In the spirit of performance-evaluation, I propose evaluating health care spending -- what investment has performed superbly, measured by tangible measures? Call it a 1099 Health Award.
This year's award goes to the Women's Heath Initiative, funded by the National Institutes of Health (NIH). The NIH funds the tests that rarely rate headlines. Will drug X work? Will treatment Y have side effects? The answer generally lies in lengthy, expensive clinical trials, where patients are randomly assigned into either an "experimental" or "control" group. The Women's Health Initiative was one such trial.
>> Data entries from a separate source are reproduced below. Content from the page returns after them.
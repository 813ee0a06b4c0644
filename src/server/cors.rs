//! Cross-origin middleware.
//!
//! Every response carries permissive CORS headers, including 404s and
//! errors, and any OPTIONS request is answered with an empty 200 before
//! routing. `tower-http`'s `CorsLayer` only emits headers for requests that
//! carry an `Origin` header and only answers true preflights, so the wider
//! contract is implemented as a plain middleware layer.

use axum::extract::Request;
use axum::http::{header, HeaderMap, HeaderValue, Method, StatusCode};
use axum::middleware::Next;
use axum::response::{IntoResponse, Response};

/// Middleware that stamps CORS headers and short-circuits preflights.
pub async fn cors_middleware(request: Request, next: Next) -> Response {
    if request.method() == Method::OPTIONS {
        let mut response = StatusCode::OK.into_response();
        apply_cors_headers(response.headers_mut());
        return response;
    }

    let mut response = next.run(request).await;
    apply_cors_headers(response.headers_mut());
    response
}

fn apply_cors_headers(headers: &mut HeaderMap) {
    headers.insert(
        header::ACCESS_CONTROL_ALLOW_ORIGIN,
        HeaderValue::from_static("*"),
    );
    headers.insert(
        header::ACCESS_CONTROL_ALLOW_METHODS,
        HeaderValue::from_static("GET, OPTIONS"),
    );
    headers.insert(
        header::ACCESS_CONTROL_ALLOW_HEADERS,
        HeaderValue::from_static("Range"),
    );
    headers.insert(
        header::ACCESS_CONTROL_EXPOSE_HEADERS,
        HeaderValue::from_static("Content-Range, Content-Length, Accept-Ranges"),
    );
}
It put the magic of hormone replacement therapy under a clinical spotlight.
For 15 very profitable years, drug manufacturers have touted hormone replacements as an elixir to keep women looking and feeling young even as they age. One hallmark of aging is a descent into brittleness: bones, teeth, even hair grows brittle. The diseases of senescence show up on medical charts: women who ran marathons in their 40s find themselves with osteoporosis, heart disease, memory loss in their 60s and 70s. Many women entering menopause (the stage, not the musical) suffer from hot flashes and mood swings.
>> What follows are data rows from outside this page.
//! Chapter manifest resolution.
//!
//! The manifest is the ordered list of chapters for a run, resolved exactly
//! once at startup and shared read-only with every request handler. Three
//! sources are tried in priority order, first success wins:
//!
//! 1. Inline JSON from the config (`library.chapters_json` / `CHAPTERS_JSON`)
//! 2. A `chapters.json` sidecar file inside the audio root
//! 3. Directory discovery: `.mp3` files sorted by name, titled "Chapter N"
//!
//! Parse failures fall through to the next source. An unreadable audio root
//! during discovery is the only fatal condition.

use anyhow::{Context, Result};
use serde::{Deserialize, Serialize};
use std::path::Path;

use crate::config::LibraryConfig;

/// Fixed name of the sidecar manifest file inside the audio root.
pub const SIDECAR_FILE: &str = "chapters.json";

/// File extension recognized during directory discovery.
const CHAPTER_EXTENSION: &str = "mp3";

/// One logical audio segment: a display title and a backing file name
/// relative to the audio root.
#[derive(Debug, Clone, PartialEq, Eq, Serialize, Deserialize)]
pub struct Chapter {
    pub file: String,
    pub title: String,
}

/// Resolve the chapter manifest for this run.
pub fn resolve(library: &LibraryConfig) -> Result<Vec<Chapter>> {
    if let Some(raw) = &library.chapters_json {
        match serde_json::from_str::<Vec<Chapter>>(raw) {
            Ok(chapters) => {
                tracing::info!(count = chapters.len(), "chapter manifest loaded from inline JSON");
                return Ok(chapters);
            }
            Err(e) => {
                tracing::debug!(error = %e, "inline chapter JSON did not parse, trying next source");
            }
        }
    }

    let sidecar = library.audio_dir.join(SIDECAR_FILE);
    if sidecar.exists() {
        match read_sidecar(&sidecar) {
            Ok(chapters) => {
                tracing::info!(
                    count = chapters.len(),
                    path = %sidecar.display(),
                    "chapter manifest loaded from sidecar file"
                );
                return Ok(chapters);
            }
            Err(e) => {
                tracing::warn!(
                    path = %sidecar.display(),
                    error = %e,
                    "sidecar manifest unreadable, falling back to directory scan"
                );
            }
        }
    }

    let chapters = scan_directory(&library.audio_dir)?;
    tracing::info!(
        count = chapters.len(),
        dir = %library.audio_dir.display(),
        "chapter manifest discovered from directory scan"
    );
    Ok(chapters)
}

fn read_sidecar(path: &Path) -> Result<Vec<Chapter>> {
    let content = std::fs::read_to_string(path)?;
    let chapters = serde_json::from_str(&content)?;
    Ok(chapters)
}

/// Enumerate chapter files in the audio root, sorted lexicographically, with
/// synthesized "Chapter N" titles.
fn scan_directory(dir: &Path) -> Result<Vec<Chapter>> {
    let entries = std::fs::read_dir(dir)
        .with_context(|| format!("Failed to read audio directory {}", dir.display()))?;

    let mut files = Vec::new();
    for entry in entries {
        let entry =
            entry.with_context(|| format!("Failed to read audio directory {}", dir.display()))?;
        if !entry.file_type().map(|t| t.is_file()).unwrap_or(false) {
            continue;
        }
        let name = entry.file_name();
        let Some(name) = name.to_str() else {
            continue;
        };
        let is_chapter = Path::new(name)
            .extension()
            .is_some_and(|ext| ext.eq_ignore_ascii_case(CHAPTER_EXTENSION));
        if is_chapter {
            files.push(name.to_string());
        }
    }

    files.sort();

    Ok(files
        .into_iter()
        .enumerate()
        .map(|(i, file)| Chapter {
            title: format!("Chapter {}", i + 1),
            file,
        })
        .collect())
}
Women can stave off the manifestations of aging. Hair dyes, dental implants, cosmetic surgery, as well as healthy diets and exercise, have kept women looking and feeling middle-aged even as the birthdays roll by. But how much better it would be to retard the impact of aging -- to arrest the hormonal losses! That was the premise of hormone replacement therapy. Rationally, it seemed a valid premise. And for millions of women it worked. At least women thought it worked. Not surprisingly, women were elated, pleased to hold the diseases of aging at bay. Physicians were pleased to help patients stay healthy.
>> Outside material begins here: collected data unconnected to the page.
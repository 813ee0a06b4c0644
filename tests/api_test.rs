//! Integration tests for the chapter API, player page, CORS behavior, and
//! routing fallbacks.

mod common;

use common::TestHarness;
use serde_json::Value;

#[tokio::test]
async fn chapters_follow_directory_discovery_order() {
    let h = TestHarness::new();
    h.write_chapter("02-second.mp3", b"b");
    h.write_chapter("01-first.mp3", b"a");
    h.write_chapter("notes.txt", b"not audio");
    let addr = h.spawn().await;

    let resp = reqwest::get(format!("http://{addr}/api/chapters"))
        .await
        .unwrap();
    assert_eq!(resp.status(), 200);
    assert_eq!(
        resp.headers().get("content-type").unwrap().to_str().unwrap(),
        "application/json"
    );

    let chapters: Vec<Value> = resp.json().await.unwrap();
    assert_eq!(chapters.len(), 2);
    assert_eq!(chapters[0]["id"], 0);
    assert_eq!(chapters[0]["title"], "Chapter 1");
    assert_eq!(chapters[0]["url"], "/audio/01-first.mp3");
    assert_eq!(chapters[1]["id"], 1);
    assert_eq!(chapters[1]["url"], "/audio/02-second.mp3");
}

#[tokio::test]
async fn chapters_follow_sidecar_manifest() {
    let h = TestHarness::new();
    h.write_chapter("a.mp3", b"a");
    h.write_chapter("z.mp3", b"z");
    h.write_sidecar(
        r#"[
            {"file": "z.mp3", "title": "Prologue"},
            {"file": "a.mp3", "title": "Epilogue"}
        ]"#,
    );
    let addr = h.spawn().await;

    let chapters: Vec<Value> = reqwest::get(format!("http://{addr}/api/chapters"))
        .await
        .unwrap()
        .json()
        .await
        .unwrap();
    assert_eq!(chapters.len(), 2);
    assert_eq!(chapters[0]["title"], "Prologue");
    assert_eq!(chapters[0]["url"], "/audio/z.mp3");
    assert_eq!(chapters[1]["title"], "Epilogue");
}

#[tokio::test]
async fn inline_chapters_win_over_sidecar() {
    let mut h = TestHarness::new();
    h.write_sidecar(r#"[{"file": "sidecar.mp3", "title": "From Sidecar"}]"#);
    h.config.library.chapters_json =
        Some(r#"[{"file": "inline.mp3", "title": "From Inline"}]"#.to_string());
    let addr = h.spawn().await;

    let chapters: Vec<Value> = reqwest::get(format!("http://{addr}/api/chapters"))
        .await
        .unwrap()
        .json()
        .await
        .unwrap();
    assert_eq!(chapters.len(), 1);
    assert_eq!(chapters[0]["title"], "From Inline");
}

#[tokio::test]
async fn player_page_substitutes_title_and_author() {
    let h = TestHarness::new();
    let addr = h.spawn().await;

    for path in ["/", "/index.html"] {
        let resp = reqwest::get(format!("http://{addr}{path}")).await.unwrap();
        assert_eq!(resp.status(), 200);
        assert!(resp
            .headers()
            .get("content-type")
            .unwrap()
            .to_str()
            .unwrap()
            .starts_with("text/html"));

        let body = resp.text().await.unwrap();
        assert!(body.contains("Test Book"));
        assert!(body.contains("Test Author"));
        assert!(!body.contains("{{TITLE}}"));
        assert!(!body.contains("{{AUTHOR}}"));
    }
}

#[tokio::test]
async fn options_returns_empty_200_on_any_path() {
    let h = TestHarness::new();
    let addr = h.spawn().await;

    let client = reqwest::Client::new();
    for path in ["/", "/api/chapters", "/audio/whatever.mp3", "/no/such/route"] {
        let resp = client
            .request(reqwest::Method::OPTIONS, format!("http://{addr}{path}"))
            .send()
            .await
            .unwrap();
        assert_eq!(resp.status(), 200, "OPTIONS {path}");
        assert!(resp.bytes().await.unwrap().is_empty());
    }
}

#[tokio::test]
async fn cors_headers_present_on_all_responses() {
    let h = TestHarness::new();
    let addr = h.spawn().await;

    for path in ["/api/chapters", "/no/such/route"] {
        let resp = reqwest::get(format!("http://{addr}{path}")).await.unwrap();
        let headers = resp.headers();
        assert_eq!(
            headers
                .get("access-control-allow-origin")
                .unwrap()
                .to_str()
                .unwrap(),
            "*",
            "missing CORS headers on {path}"
        );
        assert_eq!(
            headers
                .get("access-control-allow-methods")
                .unwrap()
                .to_str()
                .unwrap(),
            "GET, OPTIONS"
        );
        assert_eq!(
            headers
                .get("access-control-expose-headers")
                .unwrap()
                .to_str()
                .unwrap(),
            "Content-Range, Content-Length, Accept-Ranges"
        );
    }
}

#[tokio::test]
async fn unknown_path_is_404_text() {
    let h = TestHarness::new();
    let addr = h.spawn().await;

    let resp = reqwest::get(format!("http://{addr}/no/such/route"))
        .await
        .unwrap();
    assert_eq!(resp.status(), 404);
    assert_eq!(resp.text().await.unwrap(), "Not found");
}

#[tokio::test]
async fn query_strings_do_not_affect_routing() {
    let h = TestHarness::new();
    h.write_chapter("q.mp3", b"hello");
    let addr = h.spawn().await;

    let resp = reqwest::get(format!("http://{addr}/api/chapters?cache_bust=1"))
        .await
        .unwrap();
    assert_eq!(resp.status(), 200);

    let resp = reqwest::get(format!("http://{addr}/audio/q.mp3?t=123"))
        .await
        .unwrap();
    assert_eq!(resp.status(), 200);
}

#[tokio::test]
async fn health_check_responds() {
    let h = TestHarness::new();
    let addr = h.spawn().await;

    let resp = reqwest::get(format!("http://{addr}/health")).await.unwrap();
    assert_eq!(resp.status(), 200);
}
And the drug manufacturers were elated. Even if they hadn't found the key to youth, they had found the key to profits. The customer base for replacement hormones included almost every woman over age 45, who could take this therapy for 10, 15, even 20 years.
The Initiative, launched in 1991, spent millions of dollars following thousands of women, typically for eight to 12 years. Some took hormone replacement drugs; some didn't. Scientists compared the results.
Early results suggested that the data did not support the much-touted claims of protection. Women on the therapy, as well as women off it, still got heart disease. Later results found that the therapy may have increased the risk of breast cancer. In July 2002 the Women's Health Initiative ended, when the women taking estrogen showed a higher incidence of breast cancers and heart maladies. The conclusion was clear: this Ponce-de-Leon pill had some serious risks.
Women, and their physicians, re-considered the merits of hormone replacements.
Recently statisticians reported a 7% drop in breast cancers. Every cancer registry that reports to the federal government noted the drop. Cancers fueled by estrogen decreased the most,
At the December San Antonio Breast Cancer Symposium (Associate Press, Dec. 15, 2006), researchers translated the statistics into lives. The 7% drop in new cases meant that 14,000 fewer women were diagnosed.
Without federal dollars, researchers would never have amassed the data to de-mystify this profitable elixir. And without a multi-year, multi-million dollar clinical trial, scientists would not have pinpointed flaws in the supposition that women should artificially replace the hormones lost through normal aging.
We taxpayers are investors in the apparatus of government. We often question the merits of that investment: what return are we getting? The 1099s (and the W2s) are not so much a harbinger of spring, but a reminder that we are paying for Uncle Sam's upkeep.
With the Women's Health Initiative, we got a great return on investment.